TASK REQUIREMENTS. Copy precisely the first line of the material below and every later line, stopping with the line that contains "const CONTENT_FAILURE: &str".
____ EXTRACTED INFORMATION
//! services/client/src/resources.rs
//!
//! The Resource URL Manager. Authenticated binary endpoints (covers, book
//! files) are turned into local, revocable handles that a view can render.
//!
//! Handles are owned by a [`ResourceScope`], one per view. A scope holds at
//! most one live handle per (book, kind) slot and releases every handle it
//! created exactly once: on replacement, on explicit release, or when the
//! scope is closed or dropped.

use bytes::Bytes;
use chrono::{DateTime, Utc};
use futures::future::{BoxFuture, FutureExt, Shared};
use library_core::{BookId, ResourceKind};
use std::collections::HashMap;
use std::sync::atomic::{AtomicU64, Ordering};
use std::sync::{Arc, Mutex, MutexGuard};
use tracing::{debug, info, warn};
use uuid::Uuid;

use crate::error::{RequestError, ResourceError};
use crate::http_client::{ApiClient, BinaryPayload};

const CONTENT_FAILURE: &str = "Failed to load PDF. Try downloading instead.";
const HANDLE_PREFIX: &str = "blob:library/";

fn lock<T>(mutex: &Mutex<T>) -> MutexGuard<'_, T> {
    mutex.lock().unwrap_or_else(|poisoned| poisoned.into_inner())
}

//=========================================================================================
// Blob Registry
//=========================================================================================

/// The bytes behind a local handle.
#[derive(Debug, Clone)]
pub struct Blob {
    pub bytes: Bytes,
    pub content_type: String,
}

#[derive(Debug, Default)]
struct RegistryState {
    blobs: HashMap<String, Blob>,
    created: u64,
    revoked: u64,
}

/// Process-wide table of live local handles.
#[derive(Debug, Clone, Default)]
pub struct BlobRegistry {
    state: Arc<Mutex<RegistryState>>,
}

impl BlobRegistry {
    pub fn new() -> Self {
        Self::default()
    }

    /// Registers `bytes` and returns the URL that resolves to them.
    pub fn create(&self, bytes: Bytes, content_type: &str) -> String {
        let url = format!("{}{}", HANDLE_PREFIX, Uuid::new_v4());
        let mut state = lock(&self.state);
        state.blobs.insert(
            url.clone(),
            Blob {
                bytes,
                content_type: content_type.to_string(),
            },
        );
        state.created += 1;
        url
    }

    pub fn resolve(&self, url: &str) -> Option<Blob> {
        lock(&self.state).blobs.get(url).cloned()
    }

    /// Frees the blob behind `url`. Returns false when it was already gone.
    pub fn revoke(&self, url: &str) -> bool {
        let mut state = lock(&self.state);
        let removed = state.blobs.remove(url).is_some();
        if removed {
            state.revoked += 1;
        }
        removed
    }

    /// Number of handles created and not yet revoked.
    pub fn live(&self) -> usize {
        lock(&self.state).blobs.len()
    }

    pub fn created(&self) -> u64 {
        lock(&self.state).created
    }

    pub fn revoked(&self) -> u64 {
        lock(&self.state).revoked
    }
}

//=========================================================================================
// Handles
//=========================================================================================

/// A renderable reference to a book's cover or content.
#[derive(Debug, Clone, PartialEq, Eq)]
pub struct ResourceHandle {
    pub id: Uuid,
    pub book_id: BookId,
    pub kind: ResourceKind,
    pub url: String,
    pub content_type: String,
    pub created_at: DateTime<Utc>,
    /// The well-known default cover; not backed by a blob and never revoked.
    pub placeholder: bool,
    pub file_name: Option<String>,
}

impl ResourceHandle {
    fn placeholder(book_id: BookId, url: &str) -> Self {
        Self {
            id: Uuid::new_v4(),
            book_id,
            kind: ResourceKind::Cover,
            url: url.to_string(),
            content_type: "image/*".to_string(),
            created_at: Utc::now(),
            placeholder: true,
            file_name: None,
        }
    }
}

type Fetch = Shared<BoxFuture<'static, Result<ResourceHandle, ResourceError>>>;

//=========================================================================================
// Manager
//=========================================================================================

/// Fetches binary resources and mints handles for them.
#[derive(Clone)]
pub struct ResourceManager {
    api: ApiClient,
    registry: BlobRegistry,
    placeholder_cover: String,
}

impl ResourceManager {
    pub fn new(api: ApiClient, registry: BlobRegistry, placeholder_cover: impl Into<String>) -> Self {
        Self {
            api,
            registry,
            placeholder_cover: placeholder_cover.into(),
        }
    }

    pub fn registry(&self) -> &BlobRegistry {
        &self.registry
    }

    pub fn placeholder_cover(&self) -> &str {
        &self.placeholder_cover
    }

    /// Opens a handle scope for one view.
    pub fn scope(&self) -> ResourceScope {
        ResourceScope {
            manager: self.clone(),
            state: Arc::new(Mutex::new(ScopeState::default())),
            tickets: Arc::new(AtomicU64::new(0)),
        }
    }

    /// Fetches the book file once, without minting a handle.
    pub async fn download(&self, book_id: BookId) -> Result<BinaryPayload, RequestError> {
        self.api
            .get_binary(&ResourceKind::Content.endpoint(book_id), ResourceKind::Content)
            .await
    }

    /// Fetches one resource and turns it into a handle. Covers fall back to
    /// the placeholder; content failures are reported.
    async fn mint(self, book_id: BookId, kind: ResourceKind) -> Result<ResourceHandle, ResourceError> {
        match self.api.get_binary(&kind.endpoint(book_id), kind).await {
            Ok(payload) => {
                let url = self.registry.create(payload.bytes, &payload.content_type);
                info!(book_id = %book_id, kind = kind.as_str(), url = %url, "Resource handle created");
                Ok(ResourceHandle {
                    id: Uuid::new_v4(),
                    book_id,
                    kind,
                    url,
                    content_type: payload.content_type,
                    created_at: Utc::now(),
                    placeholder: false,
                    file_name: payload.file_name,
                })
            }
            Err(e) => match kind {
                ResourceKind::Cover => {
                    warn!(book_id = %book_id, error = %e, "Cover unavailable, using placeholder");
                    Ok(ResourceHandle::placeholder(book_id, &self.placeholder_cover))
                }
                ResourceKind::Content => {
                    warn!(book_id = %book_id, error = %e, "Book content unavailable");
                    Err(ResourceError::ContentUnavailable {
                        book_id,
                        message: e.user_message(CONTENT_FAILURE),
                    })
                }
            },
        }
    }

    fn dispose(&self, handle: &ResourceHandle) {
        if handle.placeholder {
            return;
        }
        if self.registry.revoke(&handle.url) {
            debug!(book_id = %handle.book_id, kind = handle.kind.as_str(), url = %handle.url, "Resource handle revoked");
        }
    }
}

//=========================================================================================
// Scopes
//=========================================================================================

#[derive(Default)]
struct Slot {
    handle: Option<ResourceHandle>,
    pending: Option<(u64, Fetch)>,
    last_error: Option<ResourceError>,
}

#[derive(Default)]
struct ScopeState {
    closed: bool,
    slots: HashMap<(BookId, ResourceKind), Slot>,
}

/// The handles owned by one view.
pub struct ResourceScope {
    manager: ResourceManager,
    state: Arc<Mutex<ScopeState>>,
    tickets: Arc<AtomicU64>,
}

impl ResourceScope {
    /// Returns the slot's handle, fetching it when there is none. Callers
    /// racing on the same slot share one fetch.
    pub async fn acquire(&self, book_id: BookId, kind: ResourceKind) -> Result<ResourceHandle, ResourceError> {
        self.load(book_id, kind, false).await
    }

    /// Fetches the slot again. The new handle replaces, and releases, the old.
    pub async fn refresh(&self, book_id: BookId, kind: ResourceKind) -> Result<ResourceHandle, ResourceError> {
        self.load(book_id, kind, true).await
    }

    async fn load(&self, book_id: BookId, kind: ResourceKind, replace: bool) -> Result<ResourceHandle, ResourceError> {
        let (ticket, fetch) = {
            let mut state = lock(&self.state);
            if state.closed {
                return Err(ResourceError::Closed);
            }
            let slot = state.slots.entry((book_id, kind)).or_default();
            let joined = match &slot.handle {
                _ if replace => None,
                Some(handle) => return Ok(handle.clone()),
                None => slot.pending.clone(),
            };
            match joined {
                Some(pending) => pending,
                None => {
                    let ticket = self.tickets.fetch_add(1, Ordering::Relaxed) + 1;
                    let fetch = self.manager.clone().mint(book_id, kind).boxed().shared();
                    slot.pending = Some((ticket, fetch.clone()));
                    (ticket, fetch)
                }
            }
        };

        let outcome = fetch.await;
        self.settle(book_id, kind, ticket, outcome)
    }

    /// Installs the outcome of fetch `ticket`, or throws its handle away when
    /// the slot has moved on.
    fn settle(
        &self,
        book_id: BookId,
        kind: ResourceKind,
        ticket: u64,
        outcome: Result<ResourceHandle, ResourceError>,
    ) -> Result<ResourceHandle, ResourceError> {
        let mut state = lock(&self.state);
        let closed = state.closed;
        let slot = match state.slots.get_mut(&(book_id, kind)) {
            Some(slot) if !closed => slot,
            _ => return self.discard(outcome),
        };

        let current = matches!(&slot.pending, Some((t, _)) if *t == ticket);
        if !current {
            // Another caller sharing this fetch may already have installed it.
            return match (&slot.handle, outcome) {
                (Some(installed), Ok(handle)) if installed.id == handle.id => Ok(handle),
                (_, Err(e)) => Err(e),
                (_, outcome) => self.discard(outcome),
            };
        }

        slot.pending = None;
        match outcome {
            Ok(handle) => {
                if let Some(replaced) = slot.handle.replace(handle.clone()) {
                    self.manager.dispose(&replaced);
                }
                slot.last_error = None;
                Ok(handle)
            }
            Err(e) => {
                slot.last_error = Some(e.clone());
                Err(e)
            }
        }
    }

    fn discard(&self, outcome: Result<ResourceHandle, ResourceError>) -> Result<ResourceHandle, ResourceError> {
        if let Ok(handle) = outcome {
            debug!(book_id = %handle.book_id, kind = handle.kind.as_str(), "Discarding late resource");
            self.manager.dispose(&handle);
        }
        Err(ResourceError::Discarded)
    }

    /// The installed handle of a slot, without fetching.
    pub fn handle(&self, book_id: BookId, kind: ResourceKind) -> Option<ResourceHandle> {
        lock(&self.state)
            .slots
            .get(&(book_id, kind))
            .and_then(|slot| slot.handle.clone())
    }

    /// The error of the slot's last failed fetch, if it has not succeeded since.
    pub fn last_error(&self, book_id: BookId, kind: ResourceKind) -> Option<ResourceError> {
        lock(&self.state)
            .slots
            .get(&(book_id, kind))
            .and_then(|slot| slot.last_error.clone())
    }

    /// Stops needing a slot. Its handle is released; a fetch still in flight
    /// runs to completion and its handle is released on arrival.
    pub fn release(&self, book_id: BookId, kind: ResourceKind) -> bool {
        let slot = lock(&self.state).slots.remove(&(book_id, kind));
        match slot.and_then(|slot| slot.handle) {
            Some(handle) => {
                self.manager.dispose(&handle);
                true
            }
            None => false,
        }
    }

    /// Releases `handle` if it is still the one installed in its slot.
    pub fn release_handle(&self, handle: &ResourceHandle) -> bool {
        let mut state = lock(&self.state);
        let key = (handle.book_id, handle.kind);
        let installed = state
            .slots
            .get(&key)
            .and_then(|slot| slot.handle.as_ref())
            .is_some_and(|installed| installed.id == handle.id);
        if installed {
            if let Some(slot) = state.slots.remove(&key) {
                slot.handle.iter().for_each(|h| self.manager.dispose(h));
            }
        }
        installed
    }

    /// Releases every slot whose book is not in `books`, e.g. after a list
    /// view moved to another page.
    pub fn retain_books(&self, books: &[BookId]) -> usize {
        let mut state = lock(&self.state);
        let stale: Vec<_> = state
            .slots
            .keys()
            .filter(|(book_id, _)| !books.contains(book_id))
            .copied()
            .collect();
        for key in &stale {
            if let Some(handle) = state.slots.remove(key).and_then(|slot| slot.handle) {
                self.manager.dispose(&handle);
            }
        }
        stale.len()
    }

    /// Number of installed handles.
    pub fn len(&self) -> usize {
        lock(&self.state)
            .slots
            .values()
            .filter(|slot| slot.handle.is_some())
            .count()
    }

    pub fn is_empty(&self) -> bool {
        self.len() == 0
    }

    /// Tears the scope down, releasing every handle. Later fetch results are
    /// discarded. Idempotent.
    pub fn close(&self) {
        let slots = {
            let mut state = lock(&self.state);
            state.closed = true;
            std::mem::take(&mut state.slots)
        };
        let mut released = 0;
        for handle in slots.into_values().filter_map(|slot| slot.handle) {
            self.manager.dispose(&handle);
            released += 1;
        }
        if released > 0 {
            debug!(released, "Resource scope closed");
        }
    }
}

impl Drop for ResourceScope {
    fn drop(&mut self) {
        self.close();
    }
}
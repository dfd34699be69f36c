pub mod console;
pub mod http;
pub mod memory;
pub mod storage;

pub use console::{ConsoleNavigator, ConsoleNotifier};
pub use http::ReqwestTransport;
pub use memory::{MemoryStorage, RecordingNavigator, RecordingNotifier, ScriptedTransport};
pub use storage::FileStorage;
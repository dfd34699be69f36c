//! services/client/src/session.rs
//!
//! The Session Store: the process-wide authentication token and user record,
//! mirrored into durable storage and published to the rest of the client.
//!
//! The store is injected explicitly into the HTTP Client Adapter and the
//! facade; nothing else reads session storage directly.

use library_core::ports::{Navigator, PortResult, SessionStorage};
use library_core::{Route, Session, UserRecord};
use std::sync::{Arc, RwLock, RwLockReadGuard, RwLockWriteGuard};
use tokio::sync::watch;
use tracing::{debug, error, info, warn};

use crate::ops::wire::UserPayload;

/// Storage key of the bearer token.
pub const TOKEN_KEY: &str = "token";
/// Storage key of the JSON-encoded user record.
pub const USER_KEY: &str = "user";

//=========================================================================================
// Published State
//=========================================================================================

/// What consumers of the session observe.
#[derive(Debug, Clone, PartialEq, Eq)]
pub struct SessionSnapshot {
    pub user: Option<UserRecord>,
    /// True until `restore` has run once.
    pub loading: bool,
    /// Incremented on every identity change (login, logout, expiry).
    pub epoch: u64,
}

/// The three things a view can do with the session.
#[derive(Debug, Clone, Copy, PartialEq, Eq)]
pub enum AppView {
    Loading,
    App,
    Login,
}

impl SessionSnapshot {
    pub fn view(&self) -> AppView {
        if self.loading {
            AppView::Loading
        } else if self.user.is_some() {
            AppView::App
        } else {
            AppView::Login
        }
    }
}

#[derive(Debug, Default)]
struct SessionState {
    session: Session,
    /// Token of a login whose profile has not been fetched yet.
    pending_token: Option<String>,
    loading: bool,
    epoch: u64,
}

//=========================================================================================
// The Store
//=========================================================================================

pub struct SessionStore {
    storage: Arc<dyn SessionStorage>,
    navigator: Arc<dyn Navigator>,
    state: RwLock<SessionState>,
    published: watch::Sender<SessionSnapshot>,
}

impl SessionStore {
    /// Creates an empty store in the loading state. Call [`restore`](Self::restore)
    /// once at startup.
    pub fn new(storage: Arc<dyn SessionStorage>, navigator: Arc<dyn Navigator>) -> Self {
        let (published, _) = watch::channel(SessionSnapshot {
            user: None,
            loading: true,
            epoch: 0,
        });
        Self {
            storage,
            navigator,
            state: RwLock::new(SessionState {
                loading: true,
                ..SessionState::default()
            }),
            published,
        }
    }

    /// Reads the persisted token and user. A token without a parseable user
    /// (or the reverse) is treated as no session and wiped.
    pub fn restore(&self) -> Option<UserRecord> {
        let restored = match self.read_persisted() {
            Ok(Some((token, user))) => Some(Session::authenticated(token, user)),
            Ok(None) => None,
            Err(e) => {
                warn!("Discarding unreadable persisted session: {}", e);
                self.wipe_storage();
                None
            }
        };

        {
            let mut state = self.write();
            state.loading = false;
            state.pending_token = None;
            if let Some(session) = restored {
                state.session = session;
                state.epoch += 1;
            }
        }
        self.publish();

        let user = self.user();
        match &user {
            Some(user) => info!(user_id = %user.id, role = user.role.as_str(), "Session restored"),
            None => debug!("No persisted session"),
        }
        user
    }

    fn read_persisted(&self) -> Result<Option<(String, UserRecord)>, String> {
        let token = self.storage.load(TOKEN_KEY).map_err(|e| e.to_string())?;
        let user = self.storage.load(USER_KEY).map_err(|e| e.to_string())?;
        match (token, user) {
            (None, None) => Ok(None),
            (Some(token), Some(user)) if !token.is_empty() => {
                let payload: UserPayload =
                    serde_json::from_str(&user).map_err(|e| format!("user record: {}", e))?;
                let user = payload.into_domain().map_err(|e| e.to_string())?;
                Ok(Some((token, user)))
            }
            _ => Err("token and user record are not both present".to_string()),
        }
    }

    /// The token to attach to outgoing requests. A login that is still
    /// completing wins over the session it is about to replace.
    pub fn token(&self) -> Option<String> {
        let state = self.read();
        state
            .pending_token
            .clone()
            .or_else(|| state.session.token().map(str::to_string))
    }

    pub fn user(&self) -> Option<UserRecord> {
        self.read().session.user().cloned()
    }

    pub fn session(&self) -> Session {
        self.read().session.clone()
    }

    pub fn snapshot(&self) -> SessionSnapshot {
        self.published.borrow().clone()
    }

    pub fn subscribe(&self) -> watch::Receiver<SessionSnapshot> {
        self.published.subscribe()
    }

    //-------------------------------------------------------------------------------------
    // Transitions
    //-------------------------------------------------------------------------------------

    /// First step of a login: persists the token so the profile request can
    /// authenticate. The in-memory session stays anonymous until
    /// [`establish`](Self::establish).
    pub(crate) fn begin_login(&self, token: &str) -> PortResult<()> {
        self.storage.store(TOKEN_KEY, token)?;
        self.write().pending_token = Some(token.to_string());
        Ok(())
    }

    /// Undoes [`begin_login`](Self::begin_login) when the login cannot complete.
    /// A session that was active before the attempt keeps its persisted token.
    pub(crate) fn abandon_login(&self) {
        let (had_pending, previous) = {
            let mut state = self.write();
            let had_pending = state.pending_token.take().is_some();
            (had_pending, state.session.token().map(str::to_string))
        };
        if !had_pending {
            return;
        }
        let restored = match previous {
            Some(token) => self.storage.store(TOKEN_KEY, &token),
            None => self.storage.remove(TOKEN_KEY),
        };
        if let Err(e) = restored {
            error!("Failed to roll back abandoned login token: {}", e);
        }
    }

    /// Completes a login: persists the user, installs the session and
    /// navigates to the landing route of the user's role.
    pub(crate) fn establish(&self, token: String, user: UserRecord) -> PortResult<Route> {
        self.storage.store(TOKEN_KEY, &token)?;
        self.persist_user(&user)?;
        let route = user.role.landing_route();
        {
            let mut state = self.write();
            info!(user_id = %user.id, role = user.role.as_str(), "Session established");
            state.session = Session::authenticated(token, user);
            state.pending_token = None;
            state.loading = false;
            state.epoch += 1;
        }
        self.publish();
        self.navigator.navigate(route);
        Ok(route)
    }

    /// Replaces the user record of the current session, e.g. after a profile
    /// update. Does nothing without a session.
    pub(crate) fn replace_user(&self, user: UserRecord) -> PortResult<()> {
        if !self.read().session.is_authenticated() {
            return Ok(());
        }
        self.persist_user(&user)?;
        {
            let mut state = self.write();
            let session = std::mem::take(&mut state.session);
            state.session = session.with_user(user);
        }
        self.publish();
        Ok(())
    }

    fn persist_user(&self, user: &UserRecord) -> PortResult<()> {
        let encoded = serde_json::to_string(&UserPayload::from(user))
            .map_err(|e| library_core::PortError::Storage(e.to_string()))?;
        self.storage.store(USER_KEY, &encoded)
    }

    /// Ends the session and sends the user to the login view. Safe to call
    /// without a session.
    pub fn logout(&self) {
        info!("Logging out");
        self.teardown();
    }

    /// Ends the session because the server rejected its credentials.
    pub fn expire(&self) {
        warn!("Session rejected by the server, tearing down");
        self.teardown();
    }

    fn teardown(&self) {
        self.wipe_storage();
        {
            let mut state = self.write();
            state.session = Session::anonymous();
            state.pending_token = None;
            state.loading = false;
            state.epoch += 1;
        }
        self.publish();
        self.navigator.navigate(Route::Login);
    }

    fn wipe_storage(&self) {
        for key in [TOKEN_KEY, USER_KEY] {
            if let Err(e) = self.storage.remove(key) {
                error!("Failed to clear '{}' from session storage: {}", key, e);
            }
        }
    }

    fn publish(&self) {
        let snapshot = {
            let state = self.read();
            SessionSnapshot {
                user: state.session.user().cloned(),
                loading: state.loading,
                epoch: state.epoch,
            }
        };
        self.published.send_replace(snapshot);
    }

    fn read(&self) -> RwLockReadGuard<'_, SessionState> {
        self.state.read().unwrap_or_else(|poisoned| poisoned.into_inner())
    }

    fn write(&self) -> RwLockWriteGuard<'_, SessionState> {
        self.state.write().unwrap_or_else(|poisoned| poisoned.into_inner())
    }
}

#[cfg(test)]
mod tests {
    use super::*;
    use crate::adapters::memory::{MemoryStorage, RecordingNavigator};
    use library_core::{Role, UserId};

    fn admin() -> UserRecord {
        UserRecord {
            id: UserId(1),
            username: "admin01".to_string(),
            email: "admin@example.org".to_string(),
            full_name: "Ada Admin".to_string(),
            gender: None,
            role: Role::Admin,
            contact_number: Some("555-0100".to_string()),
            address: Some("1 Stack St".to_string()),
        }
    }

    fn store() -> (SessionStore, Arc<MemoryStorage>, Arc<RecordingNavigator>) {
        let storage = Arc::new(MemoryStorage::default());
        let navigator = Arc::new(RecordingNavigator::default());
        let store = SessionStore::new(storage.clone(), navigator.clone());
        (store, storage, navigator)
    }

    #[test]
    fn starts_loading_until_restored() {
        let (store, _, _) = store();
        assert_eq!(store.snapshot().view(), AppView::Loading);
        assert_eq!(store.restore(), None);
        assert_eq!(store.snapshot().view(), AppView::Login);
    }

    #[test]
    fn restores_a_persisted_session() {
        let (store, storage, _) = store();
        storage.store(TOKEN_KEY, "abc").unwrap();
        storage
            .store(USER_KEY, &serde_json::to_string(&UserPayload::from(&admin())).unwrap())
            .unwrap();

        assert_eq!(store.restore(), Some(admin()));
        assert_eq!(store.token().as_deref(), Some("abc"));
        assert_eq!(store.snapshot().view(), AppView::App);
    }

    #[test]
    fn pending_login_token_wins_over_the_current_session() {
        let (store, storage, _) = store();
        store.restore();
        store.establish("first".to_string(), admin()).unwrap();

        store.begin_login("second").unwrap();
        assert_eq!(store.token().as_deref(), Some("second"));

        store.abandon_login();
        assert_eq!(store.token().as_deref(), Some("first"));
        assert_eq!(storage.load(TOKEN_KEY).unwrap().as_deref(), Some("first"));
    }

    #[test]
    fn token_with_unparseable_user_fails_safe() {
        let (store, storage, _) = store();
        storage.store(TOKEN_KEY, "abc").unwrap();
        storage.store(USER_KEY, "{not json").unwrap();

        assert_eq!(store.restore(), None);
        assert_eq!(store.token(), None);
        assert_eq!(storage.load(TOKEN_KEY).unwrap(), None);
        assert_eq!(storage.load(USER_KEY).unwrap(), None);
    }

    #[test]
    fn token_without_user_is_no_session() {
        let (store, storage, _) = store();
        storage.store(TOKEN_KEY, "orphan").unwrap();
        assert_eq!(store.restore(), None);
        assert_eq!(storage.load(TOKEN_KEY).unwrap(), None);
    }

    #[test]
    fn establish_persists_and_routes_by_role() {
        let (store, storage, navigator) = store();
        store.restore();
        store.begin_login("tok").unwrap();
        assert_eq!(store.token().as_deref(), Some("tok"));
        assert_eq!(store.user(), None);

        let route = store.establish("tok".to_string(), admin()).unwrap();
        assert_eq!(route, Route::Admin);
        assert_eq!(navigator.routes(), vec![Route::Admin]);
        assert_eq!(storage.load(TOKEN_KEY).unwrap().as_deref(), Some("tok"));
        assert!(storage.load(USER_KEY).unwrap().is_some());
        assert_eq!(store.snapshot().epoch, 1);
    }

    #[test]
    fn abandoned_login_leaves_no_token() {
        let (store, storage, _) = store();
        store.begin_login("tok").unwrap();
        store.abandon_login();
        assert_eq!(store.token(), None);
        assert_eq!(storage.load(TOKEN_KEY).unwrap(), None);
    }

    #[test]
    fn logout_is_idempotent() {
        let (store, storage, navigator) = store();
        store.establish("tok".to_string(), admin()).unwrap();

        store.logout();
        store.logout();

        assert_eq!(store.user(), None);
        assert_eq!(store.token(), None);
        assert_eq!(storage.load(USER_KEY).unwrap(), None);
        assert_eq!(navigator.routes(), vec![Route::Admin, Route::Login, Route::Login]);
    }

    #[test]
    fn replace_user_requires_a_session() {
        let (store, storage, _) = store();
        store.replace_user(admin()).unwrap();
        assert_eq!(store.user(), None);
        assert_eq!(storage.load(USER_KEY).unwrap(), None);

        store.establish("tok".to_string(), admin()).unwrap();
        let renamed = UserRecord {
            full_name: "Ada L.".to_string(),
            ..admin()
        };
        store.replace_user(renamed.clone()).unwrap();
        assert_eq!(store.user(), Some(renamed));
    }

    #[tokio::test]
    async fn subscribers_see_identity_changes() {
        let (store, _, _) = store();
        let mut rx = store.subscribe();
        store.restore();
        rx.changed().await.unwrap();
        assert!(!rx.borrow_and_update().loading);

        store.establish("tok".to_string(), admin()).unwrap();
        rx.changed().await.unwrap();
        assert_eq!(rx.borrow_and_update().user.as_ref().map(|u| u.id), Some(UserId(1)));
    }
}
________
RESPONSE BOX.
//! services/client/src/resources.rs
//!
//! The Resource URL Manager. Authenticated binary endpoints (covers, book
//! files) are turned into local, revocable handles that a view can render.
//!
//! Handles are owned by a [`ResourceScope`], one per view. A scope holds at
//! most one live handle per (book, kind) slot and releases every handle it
//! created exactly once: on replacement, on explicit release, or when the
//! scope is closed or dropped.

use bytes::Bytes;
use chrono::{DateTime, Utc};
use futures::future::{BoxFuture, FutureExt, Shared};
use library_core::{BookId, ResourceKind};
use std::collections::HashMap;
use std::sync::atomic::{AtomicU64, Ordering};
use std::sync::{Arc, Mutex, MutexGuard};
use tracing::{debug, info, warn};
use uuid::Uuid;

use crate::error::{RequestError, ResourceError};
use crate::http_client::{ApiClient, BinaryPayload};

const CONTENT_FAILURE: &str = "Failed to load PDF. Try downloading instead.";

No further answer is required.